### WORK ORDER
With the line that contains "read time through" as the final line, return every line from the start of the data below exactly.

DATA FOR THE TASK below:

//! HTTP API endpoints.
//!
//! - [`seats`]: seat maps and hold commands
//! - [`pricing`]: price previews
//! - [`orders`]: checkout, gateway callback, status polling
//! - [`websocket`]: real-time seat channel

pub mod orders;
pub mod pricing;
pub mod seats;
pub mod websocket;
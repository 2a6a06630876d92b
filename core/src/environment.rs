//! Environment traits injected into the engine.

use chrono::{DateTime, Utc};

/// Clock trait - abstracts time operations for testability
///
/// Hold expiry, order deadlines and ticket timestamps all read time through
/// this trait so tests can move time forward deterministically.
///
/// # Examples
///
/// ```
/// use marquee_core::environment::{Clock, SystemClock};
///
/// let clock = SystemClock;
/// let before = clock.now();
/// assert!(clock.now() >= before);
/// ```
pub trait Clock: Send + Sync {
    /// Get the current time
    fn now(&self) -> DateTime<Utc>;
}

/// Wall-clock time
#[derive(Debug, Clone, Copy, Default)]
pub struct SystemClock;

impl Clock for SystemClock {
    fn now(&self) -> DateTime<Utc> {
        Utc::now()
    }
}
//! Engine wiring.
//!
//! Builds the hold manager, coordinator and bus from [`Config`], with the
//! catalog taken from a seed document (or built-in demo data) and orders
//! stored in memory or `PostgreSQL`.

use crate::config::{Config, OrderStoreKind};
use crate::persistence::{self, PostgresOrderRepository};
use crate::server::state::{AppState, WebSocketSettings};
use anyhow::Context;
use marquee_core::environment::{Clock, SystemClock};
use marquee_core::types::{ComboId, InvalidSeatId, Money, Seat, SeatId, SeatLayout, SeatType, ShowtimeId};
use marquee_engine::catalog::{CatalogSeed, Combo, InMemoryCatalog, InMemoryLoyaltyLedger};
use marquee_engine::orders::{
    CoordinatorEnvironment, InMemoryOrderRepository, LedgerFinalizer, OrderRepository,
};
use marquee_engine::pricing::{DiscountRule, Promotion, PromotionScope};
use marquee_engine::{
    ExpirySweeper, HoldManager, MockPaymentGateway, NotificationBus, OrderCoordinator,
    PaymentGateway, PricingEngine,
};
use sqlx::PgPool;
use std::sync::Arc;
use tracing::info;
use uuid::Uuid;

/// Showtime of the built-in demo catalog
pub const DEMO_SHOWTIME_ID: ShowtimeId =
    ShowtimeId::from_uuid(Uuid::from_u128(0x0192_5a3c_0000_7000_8000_0000_0000_0001));

/// Second, smaller showtime of the demo catalog
pub const DEMO_LATE_SHOWTIME_ID: ShowtimeId =
    ShowtimeId::from_uuid(Uuid::from_u128(0x0192_5a3c_0000_7000_8000_0000_0000_0002));

/// Running engine components.
pub struct Services {
    /// Seat holds
    pub holds: Arc<HoldManager>,
    /// Orders
    pub coordinator: Arc<OrderCoordinator>,
    /// Notifications
    pub bus: NotificationBus,
    /// Seat layouts, combos and promotions
    pub catalog: Arc<InMemoryCatalog>,
    /// Loyalty balances
    pub loyalty: Arc<InMemoryLoyaltyLedger>,
    /// Order database when `ORDER_STORE=postgres`
    pub database: Option<PgPool>,
}

impl Services {
    /// Build everything the configuration asks for.
    ///
    /// # Errors
    ///
    /// Returns error if the seed file cannot be read or parsed, or the order
    /// database cannot be reached or migrated.
    pub async fn from_config(config: &Config) -> anyhow::Result<Self> {
        let seed = load_seed(config.catalog_seed_path.as_deref())?;

        let (orders, database): (Arc<dyn OrderRepository>, Option<PgPool>) =
            match config.orders.kind {
                OrderStoreKind::Memory => {
                    info!("Storing orders in memory");
                    (Arc::new(InMemoryOrderRepository::new()), None)
                }
                OrderStoreKind::Postgres => {
                    let pool = persistence::connect(&config.orders).await?;
                    (
                        Arc::new(PostgresOrderRepository::new(pool.clone())),
                        Some(pool),
                    )
                }
            };

        let gateway = MockPaymentGateway::shared(config.gateway.redirect_base_url.clone());
        Ok(Self::assemble(
            config,
            &seed,
            orders,
            gateway,
            Arc::new(SystemClock),
            database,
        ))
    }

    /// Build from explicit collaborators.
    #[must_use]
    pub fn assemble(
        config: &Config,
        seed: &CatalogSeed,
        orders: Arc<dyn OrderRepository>,
        gateway: Arc<dyn PaymentGateway>,
        clock: Arc<dyn Clock>,
        database: Option<PgPool>,
    ) -> Self {
        let catalog = Arc::new(InMemoryCatalog::from_seed(seed));
        let loyalty = Arc::new(InMemoryLoyaltyLedger::from_seed(seed));
        let bus = NotificationBus::new(config.holds.bus_channel_capacity);

        let holds = Arc::new(HoldManager::new(
            catalog.clone(),
            bus.clone(),
            Arc::clone(&clock),
            config.hold_policy(),
        ));

        let env = CoordinatorEnvironment {
            holds: Arc::clone(&holds),
            orders,
            gateway,
            seats: catalog.clone(),
            combos: catalog.clone(),
            promotions: catalog.clone(),
            loyalty: loyalty.clone(),
            finalizer: Arc::new(LedgerFinalizer::new(loyalty.clone())),
            clock,
        };
        let coordinator = Arc::new(OrderCoordinator::new(
            env,
            PricingEngine::new(config.loyalty_policy()),
            config.coordinator_config(),
        ));

        info!(
            showtimes = seed.showtimes.len(),
            combos = seed.combos.len(),
            promotions = seed.promotions.len(),
            "Engine assembled"
        );

        Self {
            holds,
            coordinator,
            bus,
            catalog,
            loyalty,
            database,
        }
    }

    /// Handler state
    #[must_use]
    pub fn app_state(&self, config: &Config) -> AppState {
        AppState::new(
            Arc::clone(&self.holds),
            Arc::clone(&self.coordinator),
            self.bus.clone(),
            self.database.clone(),
            WebSocketSettings::from(&config.websocket),
        )
    }

    /// Background expiry sweeper
    #[must_use]
    pub fn sweeper(&self, config: &Config) -> ExpirySweeper {
        ExpirySweeper::new(
            Arc::clone(&self.holds),
            Arc::clone(&self.coordinator),
            self.bus.clone(),
            config.sweep_interval(),
        )
    }
}

/// Read a JSON seed document, or fall back to the demo catalog.
///
/// # Errors
///
/// Returns error if the file cannot be read or is not a valid seed.
pub fn load_seed(path: Option<&str>) -> anyhow::Result<CatalogSeed> {
    let Some(path) = path else {
        info!(showtime_id = %DEMO_SHOWTIME_ID, "No catalog seed configured, using demo data");
        return demo_seed().context("Failed to build demo catalog");
    };

    let raw = std::fs::read_to_string(path)
        .with_context(|| format!("Failed to read catalog seed {path}"))?;
    let seed: CatalogSeed = serde_json::from_str(&raw)
        .with_context(|| format!("Failed to parse catalog seed {path}"))?;
    info!(path, showtimes = seed.showtimes.len(), "Catalog seed loaded");
    Ok(seed)
}

fn room(
    showtime_id: ShowtimeId,
    name: &str,
    rows: &[&str],
    per_row: u16,
    base_price: Money,
) -> Result<SeatLayout, InvalidSeatId> {
    let vip_row = rows.last().copied();
    let mut seats = Vec::with_capacity(rows.len() * usize::from(per_row));
    for row in rows {
        for number in 1..=per_row {
            seats.push(Seat {
                seat_id: SeatId::parse(&format!("{row}{number}"))?,
                row: (*row).to_string(),
                number,
                seat_type: (Some(*row) == vip_row).then(|| "VIP".to_string()),
                enabled: true,
            });
        }
    }

    Ok(SeatLayout {
        showtime_id,
        room: name.to_string(),
        base_price,
        seats,
        seat_types: vec![SeatType {
            code: "VIP".to_string(),
            name: "VIP".to_string(),
            price_offset: Money::new(30_000),
        }],
    })
}

/// Built-in catalog for local runs.
///
/// Two showtimes (rows A-H and A-E, back row VIP), two combos and two
/// promotions: `TENOFF` (10% of the bill, at most 15000) and `SNACK20`
/// (20000 off food from 50000).
///
/// # Errors
///
/// Never in practice; seat labels are generated.
pub fn demo_seed() -> Result<CatalogSeed, InvalidSeatId> {
    let rows = ["A", "B", "C", "D", "E", "F", "G", "H"];
    Ok(CatalogSeed {
        showtimes: vec![
            room(DEMO_SHOWTIME_ID, "Room 1", &rows, 12, Money::new(90_000))?,
            room(DEMO_LATE_SHOWTIME_ID, "Room 2", &rows[..5], 10, Money::new(75_000))?,
        ],
        combos: vec![
            Combo {
                combo_id: ComboId::from_uuid(Uuid::from_u128(0x0192_5a3c_0000_7000_8000_0000_0000_0101)),
                name: "Popcorn + Drink".to_string(),
                price: Money::new(65_000),
            },
            Combo {
                combo_id: ComboId::from_uuid(Uuid::from_u128(0x0192_5a3c_0000_7000_8000_0000_0000_0102)),
                name: "Nachos".to_string(),
                price: Money::new(55_000),
            },
        ],
        promotions: vec![
            Promotion {
                code: "TENOFF".to_string(),
                scope: PromotionScope::TotalBill,
                rule: DiscountRule::Percentage {
                    percent: 10,
                    max_discount: Some(Money::new(15_000)),
                },
                min_order_amount: Money::ZERO,
                active: true,
                starts_at: None,
                ends_at: None,
            },
            Promotion {
                code: "SNACK20".to_string(),
                scope: PromotionScope::Food,
                rule: DiscountRule::Fixed {
                    amount: Money::new(20_000),
                },
                min_order_amount: Money::new(50_000),
                active: true,
                starts_at: None,
                ends_at: None,
            },
        ],
        loyalty: Vec::new(),
    })
}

End of DATA FOR THE TASK.

### WRITTEN RESPONSE
//! HTTP API endpoints.
//!
//! - [`seats`]: seat maps and hold commands
//! - [`pricing`]: price previews
//! - [`orders`]: checkout, gateway callback, status polling
//! - [`websocket`]: real-time seat channel

pub mod orders;
pub mod pricing;
pub mod seats;
pub mod websocket;
repository 2a6a06630876d92b
filename core/src/environment.rs
//! Environment traits injected into the engine.

use chrono::{DateTime, Utc};

/// Clock trait - abstracts time operations for testability
///
/// Hold expiry, order deadlines and ticket timestamps all read time through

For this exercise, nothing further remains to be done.